• _PROMPT_
From the entries below, please output exactly the lines starting at the one containing "place. An empty" and ending at the one containing "for (pattern, note)", both included.

BEGIN INPUT RECORDS

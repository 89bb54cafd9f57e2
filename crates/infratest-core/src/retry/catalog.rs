//! Named, ordered sets of pure matchers describing known-transient failures.

use std::fmt;

use regex_lite::Regex;

/// Error building a catalog from user-supplied patterns.
#[derive(Debug, thiserror::Error)]
pub enum CatalogError {
    #[error("invalid retryable error pattern {pattern:?} (entry {id}): {source}")]
    InvalidPattern {
        id: String,
        pattern: String,
        #[source]
        source: regex_lite::Error,
    },
}

/// Pure text predicate over an error's rendered message.
///
/// No variant may consult the clock, the network, or mutable state; the same
/// text always yields the same answer.
#[derive(Clone)]
pub enum Matcher {
    /// Text contains the given substring (case-sensitive).
    Contains(String),
    /// Text matches the regular expression anywhere.
    Regex(Regex),
    /// Plain function pointer; cannot capture state.
    Predicate(fn(&str) -> bool),
    /// Matches every text.
    Any,
}

impl Matcher {
    pub fn matches(&self, text: &str) -> bool {
        match self {
            Matcher::Contains(needle) => text.contains(needle.as_str()),
            Matcher::Regex(re) => re.is_match(text),
            Matcher::Predicate(f) => f(text),
            Matcher::Any => true,
        }
    }
}

impl fmt::Debug for Matcher {
    fn fmt(&self, f: &mut fmt::Formatter<'_>) -> fmt::Result {
        match self {
            Matcher::Contains(s) => write!(f, "Contains({:?})", s),
            Matcher::Regex(re) => write!(f, "Regex({:?})", re.as_str()),
            Matcher::Predicate(_) => f.write_str("Predicate(..)"),
            Matcher::Any => f.write_str("Any"),
        }
    }
}

/// One known-transient failure signature.
#[derive(Debug, Clone)]
pub struct CatalogEntry {
    pub id: String,
    pub matcher: Matcher,
    /// Human explanation of why this failure is transient.
    pub note: String,
}

impl CatalogEntry {
    pub fn new(id: impl Into<String>, matcher: Matcher, note: impl Into<String>) -> Self {
        Self {
            id: id.into(),
            matcher,
            note: note.into(),
        }
    }

    pub fn matches(&self, text: &str) -> bool {
        self.matcher.matches(text)
    }
}

/// Ordered mapping of id to entry for one tool or API.
///
/// Ids are unique within a catalog. Evaluation order is insertion order; an
/// entry re-inserted under an existing id replaces it in place. An empty
/// catalog is legal and classifies everything as fatal.
#[derive(Debug, Clone, Default)]
pub struct ErrorCatalog {
    name: String,
    entries: Vec<CatalogEntry>,
}

impl ErrorCatalog {
    pub fn new(name: impl Into<String>) -> Self {
        Self {
            name: name.into(),
            entries: Vec::new(),
        }
    }

    /// Build a catalog of regex entries keyed by their own pattern text,
    /// mirroring the usual `pattern -> description` retry tables.
    pub fn from_patterns<'a, I>(name: impl Into<String>, patterns: I) -> Result<Self, CatalogError>
    where
        I: IntoIterator<Item = (&'a str, &'a str)>,
    {
        let mut catalog = Self::new(name);
        for (pattern, note) in patterns {
            catalog = catalog.with_regex(pattern, pattern, note)?;
        }
        Ok(catalog)
    }

    pub fn name(&self) -> &str {
        &self.name
    }

    pub fn entries(&self) -> &[CatalogEntry] {
        &self.entries
    }

    pub fn len(&self) -> usize {
        self.entries.len()
    }

    pub fn is_empty(&self) -> bool {
        self.entries.is_empty()
    }

    pub fn get(&self, id: &str) -> Option<&CatalogEntry> {
        self.entries.iter().find(|e| e.id == id)
    }

    /// Insert an entry, replacing any existing entry with the same id at its
    /// original position.
    pub fn insert(&mut self, entry: CatalogEntry) {
        match self.entries.iter_mut().find(|e| e.id == entry.id) {
            Some(slot) => *slot = entry,
            None => self.entries.push(entry),
        }
    }

    pub fn with_entry(mut self, entry: CatalogEntry) -> Self {
        self.insert(entry);
        self
    }

    pub fn with_substring(self, id: &str, needle: &str, note: &str) -> Self {
        self.with_entry(CatalogEntry::new(id, Matcher::Contains(needle.to_string()), note))
    }

    pub fn with_predicate(self, id: &str, predicate: fn(&str) -> bool, note: &str) -> Self {
        self.with_entry(CatalogEntry::new(id, Matcher::Predicate(predicate), note))
    }

    pub fn with_regex(self, id: &str, pattern: &str, note: &str) -> Result<Self, CatalogError> {
        let re = Regex::new(pattern).map_err(|source| CatalogError::InvalidPattern {
            id: id.to_string(),
            pattern: pattern.to_string(),
            source,
        })?;
        Ok(self.with_entry(CatalogEntry::new(id, Matcher::Regex(re), note)))
    }

    /// Merge catalogs left to right. On id collision the later catalog's entry
    /// wins but keeps the position where the id first appeared, so the
    /// effective order stays deterministic.
    pub fn merge<'a, I>(name: impl Into<String>, catalogs: I) -> Self
    where
        I: IntoIterator<Item = &'a ErrorCatalog>,
    {
        let mut merged = Self::new(name);
        for catalog in catalogs {
            for entry in &catalog.entries {
                merged.insert(entry.clone());
            }
        }
        merged
    }

    /// First entry, in catalog order, whose matcher accepts `text`.
    pub fn first_match(&self, text: &str) -> Option<&CatalogEntry> {
        self.entries.iter().find(|e| e.matches(text))
    }
}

END INPUT RECORDS

• _SOLUTION BELOW_
/// entry re-inserted under an existing id replaces it in place. An empty
/// catalog is legal and classifies everything as fatal.
#[derive(Debug, Clone, Default)]
pub struct ErrorCatalog {
    name: String,
    entries: Vec<CatalogEntry>,
}

impl ErrorCatalog {
    pub fn new(name: impl Into<String>) -> Self {
        Self {
            name: name.into(),
            entries: Vec::new(),
        }
    }

    /// Build a catalog of regex entries keyed by their own pattern text,
    /// mirroring the usual `pattern -> description` retry tables.
    pub fn from_patterns<'a, I>(name: impl Into<String>, patterns: I) -> Result<Self, CatalogError>
    where
        I: IntoIterator<Item = (&'a str, &'a str)>,
    {
        let mut catalog = Self::new(name);
        for (pattern, note) in patterns {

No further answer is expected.